Showing posts with label John Connolly. Show all posts
Showing posts with label John Connolly. Show all posts

Friday, June 24, 2011

GOT HIM!

by Sheila Connolly


I was going to post a piece today about stuff and why we hang on it to, but it'll still be there later (just like all my stuff).  Today I awoke to headlines that the notorious, infamous, heinous (fill in adjective of your choice) Whitey Bulger has finally been captured, after being on the run from the FBI since 1995.

To most of the world this is no big thing, I suppose (despite his long presence on the FBI's Most Wanted List, right after Osama bin Laden, and the two million dollar reward on his head), but if you live in the Boston area, his continued absence has been in the news on and off since he disappeared.  Where's Whitey?  Is he dead?  Nope, he's alive and well, and he's been living in California with his long-time girlfriend, Catherine Grieg.

Since Monday of this week it's been all over the network news that the FBI had launched a new strategy, running ads with pictures of both of them during television programs favored by women, in case anyone had seen Catherine (the "moll") at a beauty salon or dentist's office.  Think they'll credit this campaign with the result?  (Probably not, given the timing, but maybe the ad campaign was designed to lull Whitey into a false sense of security.)
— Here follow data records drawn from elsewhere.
//! Filtering and output for parsed chats.
//!
//! This module contains:
//! - [`filter`] - Narrow the table by date and sender
//! - [`output`] - Report writers (text, JSON) and the CSV table export
//!
//! # Quick Start
//!
//! ```rust
//! # #[cfg(all(feature = "csv-output", feature = "json-output"))]
//! # fn example() {
//! use chatstats::core::{
//!     FilterConfig, apply_filters,
//!     to_text, write_text, to_json, write_json, to_csv, write_csv,
//! };
//! # }
//! ```

pub mod filter;
pub mod output;

pub use filter::{FilterConfig, apply_filters};

pub use crate::Message;

pub use output::{to_text, write_text};
#[cfg(feature = "csv-output")]
pub use output::{to_csv, write_csv};
#[cfg(feature = "json-output")]
pub use output::{to_json, write_json};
Before I say anything more, let me add for the record that I am not connected in any way to John Connolly, the Boston FBI agent who was feeding Whitey information for years, which enabled him to leave town shortly before he was to be arrested in 1995.  Connolly was convicted and did jail time for his role.

I know more than the average person about Whitey and his gang because when I was writing the Glassblowing Mysteries (as Sarah Atwell), my publisher suggested that the villains should be from the Mafia.  Having grown up in New Jersey, I thought the Mafia had been overdone, so I countered with, why not the Irish Mob?  I loved the thought of Boston bad guys trekking around the Arizona desert, completely out of their element.  In preparation for this, I read a couple of books written by some of Whitey's lieutenants (I won't name names, because I think they're all out of prison now--and doing book tours!).  Interesting if scary reading, because the authors were so completely amoral, except when it came to loyalty to their boss.  Even now I can't drive though Southie (Boston's South End, Bulger's power base) without thinking of those stories--and where the bodies were buried.
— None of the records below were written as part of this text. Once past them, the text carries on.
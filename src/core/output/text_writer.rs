//! Plain-text report writer.
//!
//! Renders the sections in a fixed order with horizontal bar charts and a
//! shaded weekday/hour grid, suitable for a terminal.

use std::fmt;
use std::fs;

use crate::analysis::{INSUFFICIENT_TEXT_WARNING, Report, WordCloud};
use crate::analysis::heatmap::HOURS;
use crate::error::Result;
use crate::timestamp::weekday_name;

const BAR: char = '█';
const BAR_WIDTH: usize = 30;
const SHADES: [char; 5] = [' ', '░', '▒', '▓', '█'];
/// Words listed under the word cloud heading.
const CLOUD_PREVIEW: usize = 15;

/// Writes the text report to a file.
pub fn write_text(report: &Report, output_path: &str) -> Result<()> {
    fs::write(output_path, to_text(report))?;
    Ok(())
}

/// Renders the report as text.
///
/// # Example
///
/// ```rust
/// use chatstats::analysis::Report;
/// use chatstats::config::AnalysisConfig;
/// use chatstats::core::output::to_text;
///
/// let report = Report::build(&[], &AnalysisConfig::default());
/// let text = to_text(&report);
/// assert!(text.contains("Total Messages"));
/// assert!(text.contains("Not enough words"));
/// ```
pub fn to_text(report: &Report) -> String {
    TextReport(report).to_string()
}

struct TextReport<'a>(&'a Report);

impl fmt::Display for TextReport<'_> {
    fn fmt(&self, f: &mut fmt::Formatter<'_>) -> fmt::Result {
        let r = self.0;

        heading(f, "Chat Overview")?;
        writeln!(f, "Total Messages  {}", r.overview.total_messages)?;
        writeln!(f, "Participants    {}", r.overview.participants)?;
        writeln!(f, "Media Shared    {}", r.overview.media_shared)?;
        writeln!(f, "Links Shared    {}", r.overview.links_shared)?;

        heading(f, "Word Cloud")?;
        match &r.word_cloud {
            WordCloud::Disabled => writeln!(f, "(disabled)")?,
            WordCloud::Insufficient => writeln!(f, "{INSUFFICIENT_TEXT_WARNING}")?,
            WordCloud::Words(words) => {
                writeln!(f, "{} distinct words, top {}:", words.len(), CLOUD_PREVIEW.min(words.len()))?;
                let rows: Vec<_> = words
                    .iter()
                    .take(CLOUD_PREVIEW)
                    .map(|w| (w.word.clone(), w.count))
                    .collect();
                bar_chart(f, &rows)?;
            }
        }

        heading(f, "Most Active Users")?;
        let rows: Vec<_> = r
            .top_senders
            .iter()
            .map(|s| (s.sender.clone(), s.count))
            .collect();
        bar_chart(f, &rows)?;

        heading(f, "Messages Over Time")?;
        let rows: Vec<_> = r
            .daily_messages
            .iter()
            .map(|d| (d.date.format("%Y-%m-%d").to_string(), d.count))
            .collect();
        bar_chart(f, &rows)?;

        heading(f, "Activity Heatmap")?;
        heatmap(f, r)?;

        heading(f, "Emoji Usage")?;
        if r.emojis.is_empty() {
            writeln!(f, "(none)")?;
        }
        for e in &r.emojis {
            writeln!(f, "{}  {:>5}  ({:.1}%)", e.emoji, e.count, e.share)?;
        }

        heading(f, "Most Discussed Topics")?;
        let rows: Vec<_> = r
            .topics
            .iter()
            .map(|t| (t.topic.clone(), t.count))
            .collect();
        bar_chart(f, &rows)?;

        heading(f, "Sentiment Analysis")?;
        let total = r.sentiment.total();
        let rows: Vec<_> = r
            .sentiment
            .iter()
            .map(|(s, count)| (s.label().to_string(), count))
            .collect();
        let max = rows.iter().map(|(_, c)| *c).max().unwrap_or(0);
        for (label, count) in &rows {
            writeln!(
                f,
                "{label:<8}  {:<BAR_WIDTH$}  {count} ({:.1}%)",
                bar(*count, max),
                percent(*count, total)
            )?;
        }

        Ok(())
    }
}

fn heading(f: &mut fmt::Formatter<'_>, title: &str) -> fmt::Result {
    writeln!(f)?;
    writeln!(f, "{title}")?;
    writeln!(f, "{}", "─".repeat(title.chars().count()))
}

fn bar(count: usize, max: usize) -> String {
    if count == 0 || max == 0 {
        return String::new();
    }
    std::iter::repeat_n(BAR, (count * BAR_WIDTH).div_ceil(max)).collect()
}

fn percent(count: usize, total: usize) -> f64 {
    if total == 0 {
        0.0
    } else {
        count as f64 * 100.0 / total as f64
    }
}

fn bar_chart(f: &mut fmt::Formatter<'_>, rows: &[(String, usize)]) -> fmt::Result {
    if rows.is_empty() {
        return writeln!(f, "(none)");
    }
    let width = rows.iter().map(|(l, _)| l.chars().count()).max().unwrap_or(0);
    let max = rows.iter().map(|(_, c)| *c).max().unwrap_or(0);
    for (label, count) in rows {
        writeln!(f, "{label:<width$}  {:<BAR_WIDTH$}  {count}", bar(*count, max))?;
    }
    Ok(())
}

fn shade(count: usize, max: usize) -> char {
    if count == 0 || max == 0 {
        return SHADES[0];
    }
    let level = (count * (SHADES.len() - 1)).div_ceil(max);
    SHADES[level.min(SHADES.len() - 1)]
}

fn heatmap(f: &mut fmt::Formatter<'_>, r: &Report) -> fmt::Result {
    const LABEL: usize = 10;
    let max = r.heatmap.max();

    write!(f, "{:LABEL$}", "")?;
    for hour in 0..HOURS {
        write!(f, "{hour:<2}")?;
    }
    writeln!(f)?;

    for (day, row) in r.heatmap.rows() {
        write!(f, "{:<LABEL$}", weekday_name(day))?;
        for &count in row {
            let c = shade(count, max);
            write!(f, "{c}{c}")?;
        }
        writeln!(f)?;
    }

    match r.heatmap.busiest() {
        Some((day, hour, count)) => writeln!(
            f,
            "Busiest: {} {hour:02}:00 ({count} messages)",
            weekday_name(day)
        ),
        None => writeln!(f, "(no activity)"),
    }
}

#[cfg(test)]
mod tests {
    use super::*;
    use crate::config::AnalysisConfig;
    use crate::parser::parse_chat;

    const CHAT: &str = "\
06/02/2023, 9:15 AM - Alice: Good morning everyone 😀
06/02/2023, 9:16 AM - Bob: <Media omitted>
06/02/2023, 9:20 AM - Alice: check https://example.com
07/02/2023, 10:00 PM - Carol: this traffic is terrible
";

    fn render(chat: &str) -> String {
        let messages = parse_chat(chat).unwrap();
        to_text(&Report::build(&messages, &AnalysisConfig::default()))
    }

    #[test]
    fn test_sections_in_order() {
        let text = render(CHAT);
        let sections = [
            "Chat Overview",
            "Word Cloud",
            "Most Active Users",
            "Messages Over Time",
            "Activity Heatmap",
            "Emoji Usage",
            "Most Discussed Topics",
            "Sentiment Analysis",
        ];
        let positions: Vec<_> = sections.iter().map(|s| text.find(s).unwrap()).collect();
        assert!(positions.windows(2).all(|w| w[0] < w[1]));
    }

    #[test]
    fn test_overview_numbers() {
        let text = render(CHAT);
        assert!(text.contains("Total Messages  4"));
        assert!(text.contains("Participants    3"));
        assert!(text.contains("Media Shared    1"));
        assert!(text.contains("Links Shared    1"));
    }

    #[test]
    fn test_bars_and_heatmap() {
        let text = render(CHAT);
        assert!(text.contains("2023-02-06"));
        assert!(text.contains(BAR));
        assert!(text.contains("Busiest: Monday 09:00 (3 messages)"));
        assert!(text.contains("Tuesday"));
    }

    #[test]
    fn test_empty_report() {
        let text = render("");
        assert!(text.contains("Total Messages  0"));
        assert!(text.contains(INSUFFICIENT_TEXT_WARNING));
        assert!(text.contains("(no activity)"));
        assert!(text.contains("Negative"));
    }

    #[test]
    fn test_disabled_word_cloud() {
        let messages = parse_chat(CHAT).unwrap();
        let config = AnalysisConfig::new().with_max_cloud_words(0);
        let text = to_text(&Report::build(&messages, &config));
        assert!(text.contains("(disabled)"));
        assert!(!text.contains(INSUFFICIENT_TEXT_WARNING));
    }

    #[test]
    fn test_bar_scaling() {
        assert_eq!(bar(0, 10), "");
        assert_eq!(bar(10, 10).chars().count(), BAR_WIDTH);
        assert_eq!(bar(1, 1000).chars().count(), 1);
    }

    #[test]
    fn test_shade_ramp() {
        assert_eq!(shade(0, 4), ' ');
        assert_eq!(shade(1, 4), '░');
        assert_eq!(shade(4, 4), '█');
    }

    #[test]
    fn test_write_text() {
        let temp_file = tempfile::NamedTempFile::new().unwrap();
        let path = temp_file.path().to_str().unwrap();
        let report = Report::build(&[], &AnalysisConfig::default());
        write_text(&report, path).unwrap();
        assert_eq!(std::fs::read_to_string(path).unwrap(), to_text(&report));
    }
}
Whitey's tale also held a delicious irony:  while Whitey was one of the country's most notorious criminals, his brother William was the leader of the Massachusetts Senate, and subsequently president of the University of Massachusetts system (he admitted speaking to his brother just after Whitey blew town, but swore that he hadn't heard from him since).  Nobody has proven that Bill Bulger knew anything about Whitey's whereabouts (or his criminal activities?).

Does fiction get any better than this?  A man who has been credited with at least 20 murders, who ruled the Boston underworld with an iron hand, and then eluded FBI pursuit for years?  With a beautiful blonde companion?

Want to bet that there will be a Whitey Bulger: My Story book in the works in minutes?

Friday, April 15, 2011

Should Actions Speak Louder than Words?

by Sheila Connolly

As I excavate my way through my multi-year TBR pile, I’ve been sampling a few genres that I don’t read consistently—in this case, suspense and thrillers. Two in particular I happened to read back to back: John Connolly’s The Reapers, and the first two of Barry Eisler’s John Rain series, Rain Fall and Hard Rain (yes, the series that he is famously taking straight to ebook now).




John Connolly’s book is a couple of years old, but it’s a signed copy that I obtained from the author when we signed together at Bouchercon (guess who had the longer line?). No relation that I know of, but I haven’t given up hope.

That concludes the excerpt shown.